Below is a listing. Write out exactly its lines between the one holding "let join = runtime.spawn(async" and the one holding "let terminal = match", inclusive.

## TASK INPUTS
*** Block opens ***

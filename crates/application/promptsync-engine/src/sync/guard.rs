use std::collections::HashMap;
use std::sync::{Arc, Mutex, MutexGuard, PoisonError};

use promptsync_core::{SyncDirection, SyncId};
use tokio_util::sync::CancellationToken;

use crate::sync::{GuardScope, SyncError};

#[derive(Debug, Clone, Copy, PartialEq, Eq, Hash)]
enum Slot {
    Any,
    Only(SyncDirection),
}

struct InFlight {
    id: SyncId,
    direction: SyncDirection,
    token: CancellationToken,
}

/// The in-memory "current sync id" per guard slot.
///
/// Holding an [`InFlightTicket`] is what makes an operation current; the
/// stored status records are never consulted.
pub(crate) struct InFlightRegistry {
    scope: GuardScope,
    slots: Mutex<HashMap<Slot, InFlight>>,
}

impl InFlightRegistry {
    pub(crate) fn new(scope: GuardScope) -> Self {
        Self {
            scope,
            slots: Mutex::new(HashMap::new()),
        }
    }

    fn slot(&self, direction: SyncDirection) -> Slot {
        match self.scope {
            GuardScope::Shared => Slot::Any,
            GuardScope::PerDirection => Slot::Only(direction),
        }
    }

    fn lock(&self) -> MutexGuard<'_, HashMap<Slot, InFlight>> {
        self.slots.lock().unwrap_or_else(PoisonError::into_inner)
    }

    pub(crate) fn try_acquire(
        self: &Arc<Self>,
        direction: SyncDirection,
        id: SyncId,
        token: CancellationToken,
    ) -> Result<InFlightTicket, SyncError> {
        let slot = self.slot(direction);
        let mut slots = self.lock();
        if let Some(running) = slots.get(&slot) {
            return Err(SyncError::AlreadyRunning {
                running: running.direction,
            });
        }
        slots.insert(
            slot,
            InFlight {
                id: id.clone(),
                direction,
                token,
            },
        );
        Ok(InFlightTicket {
            registry: Arc::clone(self),
            slot,
            id,
        })
    }

    pub(crate) fn current(&self, direction: SyncDirection) -> Option<SyncId> {
        self.lock()
            .values()
            .find(|f| f.direction == direction)
            .map(|f| f.id.clone())
    }

    /// Cancel the in-flight operation of `direction`, if any.
    pub(crate) fn cancel(&self, direction: SyncDirection) -> bool {
        match self.lock().values().find(|f| f.direction == direction) {
            Some(f) => {
                f.token.cancel();
                true
            }
            None => false,
        }
    }

    fn release(&self, slot: Slot, id: &SyncId) {
        let mut slots = self.lock();
        if slots.get(&slot).is_some_and(|f| &f.id == id) {
            slots.remove(&slot);
        }
    }
}

/// Keeps an operation current until dropped.
pub(crate) struct InFlightTicket {
    registry: Arc<InFlightRegistry>,
    slot: Slot,
    id: SyncId,
}

impl Drop for InFlightTicket {
    fn drop(&mut self) {
        self.registry.release(self.slot, &self.id);
    }
}

#[cfg(test)]
mod tests {
    use super::*;

    fn registry(scope: GuardScope) -> Arc<InFlightRegistry> {
        Arc::new(InFlightRegistry::new(scope))
    }

    #[test]
    fn second_acquire_in_same_direction_is_rejected() {
        let reg = registry(GuardScope::PerDirection);
        let _ticket = reg
            .try_acquire(SyncDirection::Push, SyncId::from("1"), CancellationToken::new())
            .unwrap();
        let err = reg
            .try_acquire(SyncDirection::Push, SyncId::from("2"), CancellationToken::new())
            .err()
            .unwrap();
        assert!(matches!(
            err,
            SyncError::AlreadyRunning {
                running: SyncDirection::Push
            }
        ));
        assert_eq!(reg.current(SyncDirection::Push), Some(SyncId::from("1")));
    }

    #[test]
    fn per_direction_allows_push_and_pull_together() {
        let reg = registry(GuardScope::PerDirection);
        let _push = reg
            .try_acquire(SyncDirection::Push, SyncId::from("1"), CancellationToken::new())
            .unwrap();
        assert!(reg
            .try_acquire(SyncDirection::Pull, SyncId::from("2"), CancellationToken::new())
            .is_ok());
    }

    #[test]
    fn shared_scope_blocks_other_direction() {
        let reg = registry(GuardScope::Shared);
        let _push = reg
            .try_acquire(SyncDirection::Push, SyncId::from("1"), CancellationToken::new())
            .unwrap();
        let err = reg
            .try_acquire(SyncDirection::Pull, SyncId::from("2"), CancellationToken::new())
            .err()
            .unwrap();
        assert!(matches!(
            err,
            SyncError::AlreadyRunning {
                running: SyncDirection::Push
            }
        ));
        assert_eq!(reg.current(SyncDirection::Pull), None);
    }

    #[test]
    fn dropping_ticket_releases_slot() {
        let reg = registry(GuardScope::Shared);
        let ticket = reg
            .try_acquire(SyncDirection::Pull, SyncId::from("1"), CancellationToken::new())
            .unwrap();
        drop(ticket);
        assert_eq!(reg.current(SyncDirection::Pull), None);
        assert!(reg
            .try_acquire(SyncDirection::Push, SyncId::from("2"), CancellationToken::new())
            .is_ok());
    }

    #[test]
    fn cancel_fires_the_operation_token() {
        let reg = registry(GuardScope::Shared);
        let token = CancellationToken::new();
        let _ticket = reg
            .try_acquire(SyncDirection::Push, SyncId::from("1"), token.clone())
            .unwrap();
        assert!(!reg.cancel(SyncDirection::Pull));
        assert!(reg.cancel(SyncDirection::Push));
        assert!(token.is_cancelled());
    }
}
use std::sync::Arc;

use promptsync_core::{
    Collections, Credentials, MergeMode, SyncDirection, SyncDocument, SyncId, SyncStatus,
    WebDavSettings,
};
use promptsync_infra::WebDavClient;
use promptsync_persistence::KeyValueStore;
use tokio::runtime::Handle;
use tokio::sync::mpsc;
use tokio::task::JoinHandle;
use tokio_util::sync::CancellationToken;
use tracing::{debug, info, warn};

use crate::sync::guard::{InFlightRegistry, InFlightTicket};
use crate::sync::retry::with_retry;
use crate::sync::{
    LocalData, NotificationKind, NotificationStore, RemoteDocumentStore, StatusPoller,
    SyncError, SyncEvent, SyncOptions, SyncReport, SyncStateStore, WebDavRemote,
};

#[derive(Debug, Clone, Copy)]
enum Operation {
    Push,
    Pull(MergeMode),
}

impl Operation {
    fn direction(self) -> SyncDirection {
        match self {
            Operation::Push => SyncDirection::Push,
            Operation::Pull(_) => SyncDirection::Pull,
        }
    }
}

/// An accepted operation: guard held, `in_progress` recorded.
struct Prepared {
    op: Operation,
    creds: Credentials,
    status: SyncStatus,
    token: CancellationToken,
    _ticket: InFlightTicket,
}

/// Drives push and pull operations end to end.
///
/// Cloning is cheap; clones share the guard, the stores and the poller.
#[derive(Clone)]
pub struct SyncOrchestrator {
    remote: Arc<dyn RemoteDocumentStore>,
    local: LocalData,
    state: SyncStateStore,
    notifications: NotificationStore,
    poller: Arc<StatusPoller>,
    guard: Arc<InFlightRegistry>,
    options: SyncOptions,
    events: Option<mpsc::UnboundedSender<SyncEvent>>,
    root: CancellationToken,
}

/// A sync running on a background task.
pub struct SyncHandle {
    id: SyncId,
    direction: SyncDirection,
    token: CancellationToken,
    join: JoinHandle<Result<SyncReport, SyncError>>,
}

impl SyncHandle {
    pub fn id(&self) -> &SyncId {
        &self.id
    }

    pub fn direction(&self) -> SyncDirection {
        self.direction
    }

    pub fn cancel(&self) {
        self.token.cancel();
    }

    pub async fn wait(self) -> Result<SyncReport, SyncError> {
        match self.join.await {
            Ok(res) => res,
            Err(e) => Err(SyncError::Aborted(e.to_string())),
        }
    }
}

impl SyncOrchestrator {
    pub fn new(
        remote: Arc<dyn RemoteDocumentStore>,
        store: Arc<dyn KeyValueStore>,
        options: SyncOptions,
    ) -> Self {
        let state = SyncStateStore::new(Arc::clone(&store));
        let poller = StatusPoller::new(state.clone(), options.poll_interval)
            .with_timeout(options.watch_timeout);
        Self {
            remote,
            local: LocalData::new(Arc::clone(&store)),
            notifications: NotificationStore::new(store, options.notification_ttl),
            state,
            poller: Arc::new(poller),
            guard: Arc::new(InFlightRegistry::new(options.guard_scope)),
            options,
            events: None,
            root: CancellationToken::new(),
        }
    }

    /// Orchestrator talking WebDAV through `client`.
    pub fn with_webdav(
        client: reqwest::Client,
        store: Arc<dyn KeyValueStore>,
        options: SyncOptions,
    ) -> Self {
        let remote = WebDavRemote::new(WebDavClient::new(client));
        Self::new(Arc::new(remote), store, options)
    }

    /// Deliver [`SyncEvent`]s to `tx`. Sending never blocks an operation.
    pub fn with_events(mut self, tx: mpsc::UnboundedSender<SyncEvent>) -> Self {
        self.events = Some(tx);
        self
    }

    pub fn local(&self) -> &LocalData {
        &self.local
    }

    pub fn state(&self) -> &SyncStateStore {
        &self.state
    }

    pub fn notifications(&self) -> &NotificationStore {
        &self.notifications
    }

    pub fn poller(&self) -> &Arc<StatusPoller> {
        &self.poller
    }

    pub fn options(&self) -> &SyncOptions {
        &self.options
    }

    pub fn current_sync_id(&self, direction: SyncDirection) -> Option<SyncId> {
        self.guard.current(direction)
    }

    pub fn settings(&self) -> Result<WebDavSettings, SyncError> {
        Ok(self.local.load_settings()?)
    }

    /// Stored credentials, or `ConfigurationMissing` naming the empty fields.
    pub fn credentials(&self) -> Result<Credentials, SyncError> {
        Ok(self.settings()?.credentials()?)
    }

    pub async fn test_connection(&self, creds: &Credentials) -> Result<(), SyncError> {
        tokio::select! {
            _ = self.root.cancelled() => Err(SyncError::Cancelled),
            res = self.remote.test_connection(creds) => res,
        }
    }

    /// Persist `settings` once the server accepts their credentials.
    pub async fn save_settings(&self, settings: &WebDavSettings) -> Result<(), SyncError> {
        let creds = settings.credentials()?;
        self.test_connection(&creds).await?;
        self.local.save_settings(settings)?;
        info!("saved WebDAV settings for {}", creds.base_url());
        Ok(())
    }

    pub async fn push(&self) -> Result<SyncReport, SyncError> {
        let prepared = self.prepare(Operation::Push)?;
        self.execute(prepared).await
    }

    pub async fn pull(&self, mode: MergeMode) -> Result<SyncReport, SyncError> {
        let prepared = self.prepare(Operation::Pull(mode))?;
        self.execute(prepared).await
    }

    /// Accept a push and run it in the background.
    ///
    /// Configuration, guard and missing-runtime errors are returned here,
    /// before anything is written. The returned handle yields the
    /// operation's result.
    pub fn start_push(&self) -> Result<SyncHandle, SyncError> {
        self.start(Operation::Push)
    }

    pub fn start_pull(&self, mode: MergeMode) -> Result<SyncHandle, SyncError> {
        self.start(Operation::Pull(mode))
    }

    /// Cancel the in-flight operation of `direction`. Returns whether there
    /// was one.
    pub fn cancel(&self, direction: SyncDirection) -> bool {
        self.guard.cancel(direction)
    }

    /// Cancel every operation and watch started by this orchestrator.
    pub fn shutdown(&self) {
        self.root.cancel();
        self.poller.stop_all();
    }

    fn start(&self, op: Operation) -> Result<SyncHandle, SyncError> {
        let runtime = Handle::try_current().map_err(|_| SyncError::NoRuntime)?;
        let prepared = self.prepare(op)?;
        let id = prepared.status.id.clone();
        let token = prepared.token.clone();
        let direction = op.direction();

        let this = self.clone();
        let join = runtime.spawn(async move { this.execute(prepared).await });

        let events = self.events.clone();
        let watched = id.clone();
        let watch = self.poller.watch(id.clone(), direction, move |outcome| {
            if let Some(tx) = events {
                send_event(
                    &tx,
                    SyncEvent::Settled {
                        id: watched,
                        direction,
                        outcome,
                    },
                );
            }
        });
        if let Err(e) = watch {
            warn!("{direction} {id} runs unwatched: {e}");
        }

        Ok(SyncHandle {
            id,
            direction,
            token,
            join,
        })
    }

    fn prepare(&self, op: Operation) -> Result<Prepared, SyncError> {
        let direction = op.direction();
        let creds = self.credentials()?;

        let id = SyncId::generate();
        let token = self.root.child_token();
        let ticket = self.guard.try_acquire(direction, id.clone(), token.clone())?;
        let status = self.state.begin(direction, id.clone())?;

        info!("{direction} {id} started");
        self.emit(SyncEvent::Started { id, direction });
        Ok(Prepared {
            op,
            creds,
            status,
            token,
            _ticket: ticket,
        })
    }

    async fn execute(&self, prepared: Prepared) -> Result<SyncReport, SyncError> {
        let direction = prepared.op.direction();
        let id = prepared.status.id.clone();

        let outcome = tokio::select! {
            _ = prepared.token.cancelled() => Err(SyncError::Cancelled),
            res = self.run(prepared.op, &prepared.creds, &id) => res,
        };

        let terminal = match &outcome {
            Ok(report) => {
                info!("{direction} {id} succeeded: {}", report.message);
                self.notify(NotificationKind::Success, direction, &report.message);
                self.emit(SyncEvent::Succeeded {
                    id: id.clone(),
                    direction,
                    message: report.message.clone(),
                });
                if matches!(prepared.op, Operation::Pull(_)) {
                    self.schedule_reload(id.clone());
                }
                prepared.status.succeeded(report.message.clone())
            }
            Err(e) => {
                warn!("{direction} {id} failed: {e}");
                self.notify(NotificationKind::Error, direction, &e.to_string());
                self.emit(SyncEvent::Failed {
                    id: id.clone(),
                    direction,
                    error: e.to_string(),
                });
                prepared.status.failed(e.to_string())
            }
        };
        if let Err(e) = self.state.write(direction, &terminal) {
            warn!("failed to record {direction} {id} outcome: {e}");
        }
        // The ticket in `prepared` drops here, after the terminal record.
        outcome
    }

    async fn run(
        &self,
        op: Operation,
        creds: &Credentials,
        id: &SyncId,
    ) -> Result<SyncReport, SyncError> {
        let retries = promptsync_config::clamp_retries(self.options.max_retries);
        let backoff = self.options.retry_backoff;

        match op {
            Operation::Push => {
                let collections = self.local.load_collections()?;
                let (prompts, categories) =
                    (collections.prompts.len(), collections.categories.len());
                let document = SyncDocument::new(collections);

                self.remote.ensure_collection(creds).await;
                let bytes = with_retry("upload", retries, backoff, || {
                    self.remote.upload(creds, &document)
                })
                .await?;

                Ok(SyncReport {
                    id: id.clone(),
                    direction: SyncDirection::Push,
                    mode: None,
                    prompts,
                    categories,
                    added_prompts: 0,
                    added_categories: 0,
                    bytes: Some(bytes),
                    message: format!(
                        "Uploaded {prompts} prompts and {categories} categories to WebDAV"
                    ),
                })
            }
            Operation::Pull(mode) => {
                let document =
                    with_retry("download", retries, backoff, || self.remote.download(creds))
                        .await?;
                let remote = document.into_collections();

                let (merged, added_prompts, added_categories) = match mode {
                    MergeMode::Replace => {
                        let (p, c) = (remote.prompts.len(), remote.categories.len());
                        (remote, p, c)
                    }
                    MergeMode::Append => {
                        let local = self.local.load_collections()?;
                        let (p, c) = (local.prompts.len(), local.categories.len());
                        let merged: Collections = local.merged(remote, MergeMode::Append);
                        let added = (merged.prompts.len() - p, merged.categories.len() - c);
                        (merged, added.0, added.1)
                    }
                };
                self.local.save_collections(&merged)?;

                let message = match mode {
                    MergeMode::Replace => format!(
                        "Downloaded {} prompts and {} categories, local data replaced",
                        merged.prompts.len(),
                        merged.categories.len()
                    ),
                    MergeMode::Append => format!(
                        "Merged {added_prompts} new prompts and {added_categories} new categories from WebDAV"
                    ),
                };
                Ok(SyncReport {
                    id: id.clone(),
                    direction: SyncDirection::Pull,
                    mode: Some(mode),
                    prompts: merged.prompts.len(),
                    categories: merged.categories.len(),
                    added_prompts,
                    added_categories,
                    bytes: None,
                    message,
                })
            }
        }
    }

    fn notify(&self, kind: NotificationKind, direction: SyncDirection, message: &str) {
        if let Err(e) = self.notifications.publish(kind, direction, message) {
            warn!("failed to publish {direction} notification: {e}");
        }
    }

    fn emit(&self, event: SyncEvent) {
        if let Some(tx) = &self.events {
            send_event(tx, event);
        }
    }

    fn schedule_reload(&self, id: SyncId) {
        let Some(tx) = self.events.clone() else {
            return;
        };
        let delay = self.options.reload_delay;
        let root = self.root.clone();
        tokio::spawn(async move {
            tokio::select! {
                _ = root.cancelled() => {}
                _ = tokio::time::sleep(delay) => {
                    send_event(&tx, SyncEvent::ReloadRequested { id });
                }
            }
        });
    }
}

fn send_event(tx: &mpsc::UnboundedSender<SyncEvent>, event: SyncEvent) {
    if let Err(mpsc::error::SendError(event)) = tx.send(event) {
        debug!("event receiver gone, dropped {event:?}");
    }
}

*** Block closes ***

## TASK OUTPUT
        let join = runtime.spawn(async move { this.execute(prepared).await });

        let events = self.events.clone();
        let watched = id.clone();
        let watch = self.poller.watch(id.clone(), direction, move |outcome| {
            if let Some(tx) = events {
                send_event(
                    &tx,
                    SyncEvent::Settled {
                        id: watched,
                        direction,
                        outcome,
                    },
                );
            }
        });
        if let Err(e) = watch {
            warn!("{direction} {id} runs unwatched: {e}");
        }

        Ok(SyncHandle {
            id,
            direction,
            token,
            join,
        })
    }

    fn prepare(&self, op: Operation) -> Result<Prepared, SyncError> {
        let direction = op.direction();
        let creds = self.credentials()?;

        let id = SyncId::generate();
        let token = self.root.child_token();
        let ticket = self.guard.try_acquire(direction, id.clone(), token.clone())?;
        let status = self.state.begin(direction, id.clone())?;

        info!("{direction} {id} started");
        self.emit(SyncEvent::Started { id, direction });
        Ok(Prepared {
            op,
            creds,
            status,
            token,
            _ticket: ticket,
        })
    }

    async fn execute(&self, prepared: Prepared) -> Result<SyncReport, SyncError> {
        let direction = prepared.op.direction();
        let id = prepared.status.id.clone();

        let outcome = tokio::select! {
            _ = prepared.token.cancelled() => Err(SyncError::Cancelled),
            res = self.run(prepared.op, &prepared.creds, &id) => res,
        };

        let terminal = match &outcome {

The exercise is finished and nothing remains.